■ **Task objective**
Answer with the exact lines of the following material from the one containing "a hospitalization episode." through the one containing "pub const REFERENCE_DATA_DIR_ENV: &str", both end lines included.

■ **Records supplied**
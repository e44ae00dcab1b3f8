//! Constants used throughout the intake core crate.
//!
//! Link ids the resource factories recognise, the repeat-section marker and the reference
//! data file names live here so the questionnaire contract is visible in one place.

/// Link id prefix of a repeat-section wrapper item.
pub const REPEAT_SECTION_PREFIX: &str = "repeat-";

/// Nested link id marking an organization subtree.
pub const ORGANIZATION_LINK_ID: &str = "Organization";

/// Link id of the item holding a hospitalization episode.
pub const HOSPITALIZED_ENCOUNTER_LINK_ID: &str = "hospitalizedEncounter";

/// Nested link id marking a hospitalization subtree.
pub const HOSPITALIZATION_LINK_ID: &str = "Hospitalization";

/// Link id of the item holding the notified person's immunization.
pub const IMMUNIZATION_REF_LINK_ID: &str = "immunizationRef";

/// Link id of the item holding the mother's immunization.
pub const IMMUNIZATION_MOTHER_REF_LINK_ID: &str = "immunizationMotherRef";

/// Nested link id marking an immunization subtree.
pub const IMMUNIZATION_LINK_ID: &str = "Immunization";

/// Environment variable the binaries read to override the bundled reference data.
pub const REFERENCE_DATA_DIR_ENV: &str = "INTAKE_REFERENCE_DATA_DIR";

/// Reference data directory searched relative to the working directory.
pub const REFERENCE_DATA_DIR: &str = "crates/core/reference";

■ **Reply**
/// Link id of the item holding a hospitalization episode.
pub const HOSPITALIZED_ENCOUNTER_LINK_ID: &str = "hospitalizedEncounter";

/// Nested link id marking a hospitalization subtree.
pub const HOSPITALIZATION_LINK_ID: &str = "Hospitalization";

/// Link id of the item holding the notified person's immunization.
pub const IMMUNIZATION_REF_LINK_ID: &str = "immunizationRef";

/// Link id of the item holding the mother's immunization.
pub const IMMUNIZATION_MOTHER_REF_LINK_ID: &str = "immunizationMotherRef";

/// Nested link id marking an immunization subtree.
pub const IMMUNIZATION_LINK_ID: &str = "Immunization";

/// Environment variable the binaries read to override the bundled reference data.
pub const REFERENCE_DATA_DIR_ENV: &str = "INTAKE_REFERENCE_DATA_DIR";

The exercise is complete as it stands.